Get the latest updates as we post them — right on your browser

. Last Updated: 07/27/2016

EDITORIAL: Rules Won't Hold Ruble Up Forever

The Central Bank is running out of fingers to plug the dike that is holding up the ruble.

In recent months, the bank has slapped more and more administrative restrictions on turning rubles into dollars. It began last year when the bank introduced a dual exchange rate system where one favorable rate was set in morning trade for the Central Bank and importers while other buyers got a lower rate in the afternoon.

The Central Bank then tightened rules forcing exporters to repatriate their hard currency earnings.

Banks that have allegedly breached these rules have in recent months been punished. The Central Bank has banned some offending banks from official hard currency trading. And the police have even raided three banks and their customers who were allegedly conspiring to get around the rules in a more sinister way.

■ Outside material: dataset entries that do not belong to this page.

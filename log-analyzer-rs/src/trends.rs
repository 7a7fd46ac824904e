// log-analyzer-rs/src/trends.rs
// Per-source direction-of-change detection over daily aggregates.

use std::collections::BTreeMap;

use serde::{Deserialize, Serialize};

use outcome_log::ExecutionOutcome;

/// Direction of a metric between the first and second half of the window.
#[derive(Debug, Clone, Copy, PartialEq, Eq, Serialize, Deserialize)]
#[serde(rename_all = "lowercase")]
pub enum TrendDirection {
    Increasing,
    Decreasing,
}

impl std::fmt::Display for TrendDirection {
    fn fmt(&self, f: &mut std::fmt::Formatter<'_>) -> std::fmt::Result {
        match self {
            TrendDirection::Increasing => write!(f, "increasing"),
            TrendDirection::Decreasing => write!(f, "decreasing"),
        }
    }
}

/// One metric's half-over-half comparison. `change` is a signed
/// percentage of the first-half average.
#[derive(Debug, Clone, PartialEq, Serialize, Deserialize)]
#[serde(rename_all = "camelCase")]
pub struct MetricTrend {
    pub trend: TrendDirection,
    pub change: f64,
    pub first_half: f64,
    pub second_half: f64,
}

impl MetricTrend {
    fn compare(first: f64, second: f64, guard_zero_base: bool) -> Self {
        let base = if guard_zero_base && first == 0.0 {
            1.0
        } else {
            first
        };
        Self {
            trend: if second > first {
                TrendDirection::Increasing
            } else {
                TrendDirection::Decreasing
            },
            change: (second - first) / base * 100.0,
            first_half: first,
            second_half: second,
        }
    }
}

#[derive(Debug, Clone, PartialEq, Serialize, Deserialize)]
#[serde(rename_all = "camelCase")]
pub struct SourceTrend {
    pub retry_rate: MetricTrend,
    pub avg_duration: MetricTrend,
}

pub type Trends = BTreeMap<String, SourceTrend>;

#[derive(Default)]
struct DayBucket {
    total: u64,
    retries: u64,
    durations: Vec<u64>,
}

struct DayPoint {
    retry_rate: f64,
    avg_duration: f64,
}

/// Compare the first and second half of each source's daily aggregates.
///
/// Days are calendar days in UTC. Sources with fewer than two active days
/// in the window get no trend entry. The split point is floor(n / 2), so
/// with an odd day count the second half holds the extra day.
pub fn analyze_trends(entries: &[ExecutionOutcome]) -> Trends {
    let mut by_day: BTreeMap<String, BTreeMap<String, DayBucket>> = BTreeMap::new();

    for entry in entries {
        let Some(source_id) = entry.source_id() else {
            continue;
        };
        let day = entry.timestamp.format("%Y-%m-%d").to_string();
        let bucket = by_day
            .entry(source_id.to_string())
            .or_default()
            .entry(day)
            .or_default();

        bucket.total += 1;
        if entry.was_retried() {
            bucket.retries += 1;
        }
        bucket.durations.push(entry.total_duration);
    }

    let mut trends = Trends::new();

    for (source_id, days) in by_day {
        if days.len() < 2 {
            continue;
        }

        // BTreeMap iteration is already date-ordered for ISO day keys.
        let points: Vec<DayPoint> = days
            .values()
            .map(|bucket| DayPoint {
                retry_rate: bucket.retries as f64 / bucket.total as f64,
                avg_duration: bucket.durations.iter().sum::<u64>() as f64
                    / bucket.durations.len() as f64,
            })
            .collect();

        let mid = points.len() / 2;
        let (first, second) = points.split_at(mid);

        let retry_first = first.iter().map(|p| p.retry_rate).sum::<f64>() / first.len() as f64;
        let retry_second = second.iter().map(|p| p.retry_rate).sum::<f64>() / second.len() as f64;
        let duration_first =
            first.iter().map(|p| p.avg_duration).sum::<f64>() / first.len() as f64;
        let duration_second =
            second.iter().map(|p| p.avg_duration).sum::<f64>() / second.len() as f64;

        trends.insert(
            source_id,
            SourceTrend {
                retry_rate: MetricTrend::compare(retry_first, retry_second, true),
                avg_duration: MetricTrend::compare(duration_first, duration_second, false),
            },
        );
    }

    trends
}

#[cfg(test)]
mod tests {
    use super::*;
    use chrono::{TimeZone, Utc};
    use outcome_log::{AttemptRecord, ExecutionContext};

    fn outcome(source: &str, day: u32, attempts: u32, duration: u64) -> ExecutionOutcome {
        let records: Vec<AttemptRecord> = (1..=attempts)
            .map(|n| AttemptRecord {
                attempt: n,
                success: n == attempts,
                duration: duration / attempts as u64,
                error: None,
            })
            .collect();
        let mut entry =
            ExecutionOutcome::success(ExecutionContext::for_source(source), records, duration);
        entry.timestamp = Utc.with_ymd_and_hms(2026, 8, day, 12, 0, 0).unwrap();
        entry
    }

    #[test]
    fn single_day_produces_no_trend() {
        let entries = vec![outcome("only", 1, 1, 100), outcome("only", 1, 2, 200)];
        assert!(analyze_trends(&entries).is_empty());
    }

    #[test]
    fn rising_duration_reports_increasing() {
        // Four days: avg 100ms, 100ms then 300ms, 300ms.
        let entries = vec![
            outcome("s", 1, 1, 100),
            outcome("s", 2, 1, 100),
            outcome("s", 3, 1, 300),
            outcome("s", 4, 1, 300),
        ];
        let trends = analyze_trends(&entries);
        let trend = &trends["s"];
        assert_eq!(trend.avg_duration.trend, TrendDirection::Increasing);
        assert!((trend.avg_duration.change - 200.0).abs() < 1e-9);
        assert_eq!(trend.retry_rate.trend, TrendDirection::Decreasing);
    }

    #[test]
    fn zero_retry_baseline_uses_unit_divisor() {
        // First half retry rate 0, second half 1.0: change is 100, not inf.
        let entries = vec![
            outcome("s", 1, 1, 100),
            outcome("s", 2, 3, 100),
        ];
        let trends = analyze_trends(&entries);
        let retry = &trends["s"].retry_rate;
        assert_eq!(retry.trend, TrendDirection::Increasing);
        assert!((retry.change - 100.0).abs() < 1e-9);
        assert!(retry.change.is_finite());
    }

    #[test]
    fn odd_day_count_gives_second_half_the_extra_day() {
        // Days: 100, 400, 400. mid = 1, first = [100], second = [400, 400].
        let entries = vec![
            outcome("s", 1, 1, 100),
            outcome("s", 2, 1, 400),
            outcome("s", 3, 1, 400),
        ];
        let trends = analyze_trends(&entries);
        let duration = &trends["s"].avg_duration;
        assert!((duration.first_half - 100.0).abs() < 1e-9);
        assert!((duration.second_half - 400.0).abs() < 1e-9);
    }
}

Individuals have been hit with a $5,000 limit on the amount of dollars that can be taken out of the country at one time.

And last week, non-resident banks were told they could no longer under any circumstances convert the rubles that they kept in checking accounts to make settlements with their partner banks in Russia. This is an especially worrying precedent since it is clearly confiscatory and in breach of International Monetary Fund principles.

To its credit, the Central Bank has not yet banned the dollar outright. But it is doing its best to stop people buying hard currency.

The above administrative methods, combined with tight monetary and fiscal policy, have succeeded in slowing the ruble's fall. The ruble is now only 25 to the dollar, not the 50 that many were predicting.

But the question is how long these measures will do any good. Financial markets are all acutely aware that Russia's hard currency reserves, needed to support the ruble, have now shrunk to just $10.7 billion. And reserves are likely to dwindle further since the Central Bank has ear-marked them for the repayment of Russia's daunting foreign debts.

Unless Russia gets a massive loan from the International Monetary Fund or confidence in the Russian economy mysteriously returns, the Central Bank will have to accept that the ruble cannot be held at its current levels. Yet a sharp devaluation would be politically unpalatable and probably mean the end of the current government and the Central Bank.

Administrative currency controls will not work for ever. They cannot substitute for a clear statement of how the government plans to get Russia out of the mess it is in.